Deep air/extended range diving
One of the more divisive subjects in technical diving concerns using compressed air as a breathing gas on dives below 130 feet (40 m).
[9] While mainstream training agencies still promote and teach such courses (TDI,
[10] IANTD and DSAT/PADI), a minority (NAUI Tec, GUE, UTD) argue that diving deeper on air is unacceptably risky, saying that helium mixes should be used for dives beyond a certain limit (100–130 feet (30–40 m), depending upon agency). Such courses used to be referred to as "deep air" courses, but are now commonly called "extended range" courses.
Deep air proponents base the proper depth limit of air diving upon the risk of
oxygen toxicity. Accordingly, they view the limit as being the depth at which partial pressure of oxygen reaches 1.4 ATA, which occurs at about 186 feet (57 m).
Helitrox/triox proponents argue that the defining risk should be
nitrogen narcosis, and suggest that when the partial pressure of nitrogen reaches approximately 4.0 ATA, which occurs at about 130 feet (40 m), helium is necessary to offset the effects of the narcosis.

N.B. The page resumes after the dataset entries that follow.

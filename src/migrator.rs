use sea_orm_migration::prelude::*;

pub struct Migrator;

#[async_trait::async_trait]
impl MigratorTrait for Migrator {
    fn migrations() -> Vec<Box<dyn MigrationTrait>> {
        vec![
            Box::new(m20240601_000001_create_packages_table::Migration),
            Box::new(m20240601_000002_create_coupons_table::Migration),
            Box::new(m20240601_000003_create_orders_table::Migration),
            Box::new(m20240601_000004_create_coupon_usages_table::Migration),
            Box::new(m20240601_000005_create_payments_table::Migration),
        ]
    }
}

mod m20240601_000001_create_packages_table {
    use sea_orm_migration::prelude::*;

    pub struct Migration;

    impl MigrationName for Migration {
        fn name(&self) -> &str {
            "m20240601_000001_create_packages_table"
        }
    }

    #[async_trait::async_trait]
    impl MigrationTrait for Migration {
        async fn up(&self, manager: &SchemaManager) -> Result<(), DbErr> {
            manager
                .create_table(
                    Table::create()
                        .table(Packages::Table)
                        .if_not_exists()
                        .col(ColumnDef::new(Packages::Id).uuid().primary_key().not_null())
                        .col(ColumnDef::new(Packages::Name).string().not_null())
                        .col(ColumnDef::new(Packages::Price).big_integer().not_null())
                        .col(
                            ColumnDef::new(Packages::IsActive)
                                .boolean()
                                .not_null()
                                .default(true),
                        )
                        .col(
                            ColumnDef::new(Packages::CreatedAt)
                                .timestamp_with_time_zone()
                                .not_null(),
                        )
                        .col(
                            ColumnDef::new(Packages::UpdatedAt)
                                .timestamp_with_time_zone()
                                .null(),
                        )
                        .to_owned(),
                )
                .await
        }

        async fn down(&self, manager: &SchemaManager) -> Result<(), DbErr> {
            manager
                .drop_table(Table::drop().table(Packages::Table).to_owned())
                .await
        }
    }

    #[derive(DeriveIden)]
    enum Packages {
        Table,
        Id,
        Name,
        Price,
        IsActive,
        CreatedAt,
        UpdatedAt,
    }
}

mod m20240601_000002_create_coupons_table {
    use sea_orm_migration::prelude::*;

    pub struct Migration;

    impl MigrationName for Migration {
        fn name(&self) -> &str {
            "m20240601_000002_create_coupons_table"
        }
    }

    #[async_trait::async_trait]
    impl MigrationTrait for Migration {
        async fn up(&self, manager: &SchemaManager) -> Result<(), DbErr> {
            manager
                .create_table(
                    Table::create()
                        .table(Coupons::Table)
                        .if_not_exists()
                        .col(ColumnDef::new(Coupons::Id).uuid().primary_key().not_null())
                        .col(
                            ColumnDef::new(Coupons::Code)
                                .string_len(64)
                                .not_null()
                                .unique_key(),
                        )
                        .col(ColumnDef::new(Coupons::DiscountType).string_len(32).not_null())
                        .col(ColumnDef::new(Coupons::Value).big_integer().not_null())
                        .col(
                            ColumnDef::new(Coupons::MinimumAmount)
                                .big_integer()
                                .not_null()
                                .default(0),
                        )
                        .col(ColumnDef::new(Coupons::MaximumDiscount).big_integer().null())
                        .col(ColumnDef::new(Coupons::UsageLimit).integer().null())
                        .col(
                            ColumnDef::new(Coupons::UsageCount)
                                .integer()
                                .not_null()
                                .default(0),
                        )
                        .col(ColumnDef::new(Coupons::UserLimit).integer().null())
                        .col(
                            ColumnDef::new(Coupons::StartsAt)
                                .timestamp_with_time_zone()
                                .null(),
                        )
                        .col(
                            ColumnDef::new(Coupons::ExpiresAt)
                                .timestamp_with_time_zone()
                                .null(),
                        )
                        .col(ColumnDef::new(Coupons::ApplicablePackages).json().null())
                        .col(ColumnDef::new(Coupons::ApplicableUsers).json().null())
                        .col(
                            ColumnDef::new(Coupons::IsActive)
                                .boolean()
                                .not_null()
                                .default(true),
                        )
                        .col(
                            ColumnDef::new(Coupons::CreatedAt)
                                .timestamp_with_time_zone()
                                .not_null(),
                        )
                        .col(
                            ColumnDef::new(Coupons::UpdatedAt)
                                .timestamp_with_time_zone()
                                .null(),
                        )
                        .to_owned(),
                )
                .await
        }

        async fn down(&self, manager: &SchemaManager) -> Result<(), DbErr> {
            manager
                .drop_table(Table::drop().table(Coupons::Table).to_owned())
                .await
        }
    }

    #[derive(DeriveIden)]
    enum Coupons {
        Table,
        Id,
        Code,
        DiscountType,
        Value,
        MinimumAmount,
        MaximumDiscount,
        UsageLimit,
        UsageCount,
        UserLimit,
        StartsAt,
        ExpiresAt,
        ApplicablePackages,
        ApplicableUsers,
        IsActive,
        CreatedAt,
        UpdatedAt,
    }
}

mod m20240601_000003_create_orders_table {
    use sea_orm_migration::prelude::*;

    pub struct Migration;

    impl MigrationName for Migration {
        fn name(&self) -> &str {
            "m20240601_000003_create_orders_table"
        }
    }

    #[async_trait::async_trait]
    impl MigrationTrait for Migration {
        async fn up(&self, manager: &SchemaManager) -> Result<(), DbErr> {
            manager
                .create_table(
                    Table::create()
                        .table(Orders::Table)
                        .if_not_exists()
                        .col(ColumnDef::new(Orders::Id).uuid().primary_key().not_null())
                        .col(ColumnDef::new(Orders::UserId).uuid().not_null())
                        .col(ColumnDef::new(Orders::PackageId).uuid().not_null())
                        .col(ColumnDef::new(Orders::TotalPrice).big_integer().not_null())
                        .col(
                            ColumnDef::new(Orders::UniquePrice)
                                .big_integer()
                                .not_null()
                                .default(0),
                        )
                        .col(
                            ColumnDef::new(Orders::DiscountAmount)
                                .big_integer()
                                .not_null()
                                .default(0),
                        )
                        .col(ColumnDef::new(Orders::CouponId).uuid().null())
                        .col(ColumnDef::new(Orders::PaymentType).string_len(32).null())
                        .col(ColumnDef::new(Orders::Status).string_len(32).not_null())
                        .col(
                            ColumnDef::new(Orders::IsPaid)
                                .boolean()
                                .not_null()
                                .default(false),
                        )
                        .col(
                            ColumnDef::new(Orders::PaidAt)
                                .timestamp_with_time_zone()
                                .null(),
                        )
                        .col(
                            ColumnDef::new(Orders::IsVoid)
                                .boolean()
                                .not_null()
                                .default(false),
                        )
                        .col(
                            ColumnDef::new(Orders::VoidAt)
                                .timestamp_with_time_zone()
                                .null(),
                        )
                        .col(
                            ColumnDef::new(Orders::ExpiredAt)
                                .timestamp_with_time_zone()
                                .not_null(),
                        )
                        .col(ColumnDef::new(Orders::ExternalTransactionId).string().null())
                        .col(
                            ColumnDef::new(Orders::CreatedAt)
                                .timestamp_with_time_zone()
                                .not_null(),
                        )
                        .col(
                            ColumnDef::new(Orders::UpdatedAt)
                                .timestamp_with_time_zone()
                                .null(),
                        )
                        .to_owned(),
                )
                .await?;

            manager
                .create_index(
                    Index::create()
                        .if_not_exists()
                        .name("idx_orders_user_id")
                        .table(Orders::Table)
                        .col(Orders::UserId)
                        .to_owned(),
                )
                .await?;

            manager
                .create_index(
                    Index::create()
                        .if_not_exists()
                        .name("idx_orders_status")
                        .table(Orders::Table)
                        .col(Orders::Status)
                        .to_owned(),
                )
                .await
        }

        async fn down(&self, manager: &SchemaManager) -> Result<(), DbErr> {
            manager
                .drop_table(Table::drop().table(Orders::Table).to_owned())
                .await
        }
    }

    #[derive(DeriveIden)]
    enum Orders {
        Table,
        Id,
        UserId,
        PackageId,
        TotalPrice,
        UniquePrice,
        DiscountAmount,
        CouponId,
        PaymentType,
        Status,
        IsPaid,
        PaidAt,
        IsVoid,
        VoidAt,
        ExpiredAt,
        ExternalTransactionId,
        CreatedAt,
        UpdatedAt,
    }
}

[citation needed] Both sides of the community tend to present self-supporting data. Divers trained and experienced in deep air diving report less problems with narcosis than those trained and experienced in mixed gas diving trimix/heliox, although scientific evidence does not show that a diver can train to overcome any measure of narcosis at a given depth, or become tolerant of it.
[11]
The
Divers Alert Network does not formally reject deep air diving per se, but indicates the additional risks involved.